FilMart, which has been running annually in Hong Kong since 1997, is currently scheduled to hold its 24th edition March 25-28. Organized by the Hong Kong Trade Development Council, a semi-government body, the fair is to be held at government-owned premises at the Convention and Exhibition Center in Wanchai district.
With the Chinese New Year holidays now ended, senior management at the TDC is meeting this week to decide whether to cancel this year’s fair or press on. Its choices are threefold: to go ahead, but risk an exodus of visitors; postpone the event till later in the year; or to simply cancel the 2020 edition.
Sources close to the fair indicate that a postponement until May or June is the TDC’s preferred option.
Last year’s FilMart had 888 exhibitors from 35 countries and regions, and more than 9,000 visitors from 52 territories. That makes it the third most attended film market of the year behind Cannes and the American Film Market.
But clouds have been gathering for several months around FilMart’s 2020 edition.
Last year’s political protests in Hong Kong spilled onto the streets and turned violent between mid-September and November. That caused disruption to numerous entertainment industry events in the last quarter of 2019 – the CineAsia tradeshow and the Clockenflap music festival were canceled, while the Asia Video Industry Association conference relocated to Singapore – and worries for likely attendees.
The TDC had suggested that while European delegates might be put off traveling to FilMart, shorter haul Asian visitors would be more flexible.

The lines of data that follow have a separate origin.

// Site content module for folio
// Static page copy is supplied as TOML; the built-in studio content is embedded at compile time.

mod types;

pub use types::{About, Hero, Plan, Project, Service, SiteContent};

use std::fs;
use std::path::Path;

use crate::error::FolioError;

const BUILTIN_CONTENT: &str = include_str!("../assets/site.toml");

/// In-page anchors, in page order
#[derive(Debug, Clone, Copy, PartialEq, Eq, Hash)]
pub enum Section {
    Hero,
    About,
    Services,
    Pricing,
    Portfolio,
    Contact,
}

impl Section {
    pub const ALL: [Section; 6] = [
        Section::Hero,
        Section::About,
        Section::Services,
        Section::Pricing,
        Section::Portfolio,
        Section::Contact,
    ];

    pub fn title(self) -> &'static str {
        match self {
            Section::Hero => "Home",
            Section::About => "About",
            Section::Services => "Services",
            Section::Pricing => "Pricing",
            Section::Portfolio => "Portfolio",
            Section::Contact => "Contact",
        }
    }

    /// Section bound to a digit key ('1'..='6')
    pub fn from_digit(c: char) -> Option<Section> {
        let index = c.to_digit(10)?.checked_sub(1)? as usize;
        Section::ALL.get(index).copied()
    }
}

/// Load site content from `path`, or the built-in content when `None`
pub fn load_content(path: Option<&Path>) -> Result<SiteContent, FolioError> {
    let contents = match path {
        Some(path) => {
            #[cfg(debug_assertions)]
            log::debug!("Loading site content from {:?}", path);
            fs::read_to_string(path)?
        }
        None => BUILTIN_CONTENT.to_string(),
    };

    parse_content(&contents)
}

pub fn parse_content(contents: &str) -> Result<SiteContent, FolioError> {
    toml::from_str::<SiteContent>(contents).map_err(|e| FolioError::InvalidContent(e.to_string()))
}

#[cfg(test)]
#[path = "content_tests.rs"]
mod content_tests;
/// Vertical scroll position of the page viewport
#[derive(Debug, Clone, Copy, PartialEq, Eq, Default)]
pub struct ScrollState {
    pub offset: u16,
    pub max_offset: u16,
    pub viewport_height: u16,
}

impl ScrollState {
    pub fn new() -> Self {
        Self::default()
    }

    pub fn update_bounds(&mut self, content_lines: u32, viewport_height: u16) {
        self.viewport_height = viewport_height;

        // Clamp to u16::MAX for ratatui compatibility
        self.max_offset = content_lines
            .saturating_sub(viewport_height as u32)
            .min(u16::MAX as u32) as u16;

        self.offset = self.offset.min(self.max_offset);
    }

    pub fn scroll_down(&mut self, lines: u16) {
        self.offset = self.offset.saturating_add(lines).min(self.max_offset);
    }

    pub fn scroll_up(&mut self, lines: u16) {
        self.offset = self.offset.saturating_sub(lines);
    }

    pub fn page_down(&mut self) {
        let half_page = self.viewport_height / 2;
        self.scroll_down(half_page.max(1));
    }

    pub fn page_up(&mut self) {
        let half_page = self.viewport_height / 2;
        self.scroll_up(half_page.max(1));
    }

    pub fn jump_to_top(&mut self) {
        self.offset = 0;
    }

    pub fn jump_to_bottom(&mut self) {
        self.offset = self.max_offset;
    }

    /// Put `line` at the top of the viewport, as far as bounds allow
    pub fn jump_to_line(&mut self, line: u16) {
        self.offset = line.min(self.max_offset);
    }
}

It had also suggested that the number of pavilions at the market backed by mainland Chinese groups might increase in 2020. A closure of the border between Hong Kong and mainland China makes that scenario less likely.
The TDC had also privately been able to reassure worried media executives that FilMart was able to go ahead uninterrupted, even during the 2003 SARS outbreak. The latest virus outbreak, however, appears to be of a different magnitude, and the measures to counter it are being implemented more widely across the planet.
To date, China has reported 17,205 cases of virus infection and 361 deaths. Some 475 people have recovered and been discharged. Hong Kong has so far 15 confirmed cases and no deaths.
Several countries have flown out their citizens from the disease epicenter in Wuhan, on emergency repatriation flights. Many too have attempted to deter visitor arrivals from China, through the use of revised visa requirements and mandatory quarantine periods. Mongolia and North Korea have shut their borders with mainland China.
Until Monday, Hong Kong had so far only partially closed its land borders with mainland China. And mainland authorities had ceased issuing some kinds of exit permits.
But lawmakers in both the pro-Beijing and pro-democracy camps pressed the Hong Kong government to impose tighter border controls. On Monday, hundreds of Hospital Authority staff began a temporary strike as they urged the government to completely close the border.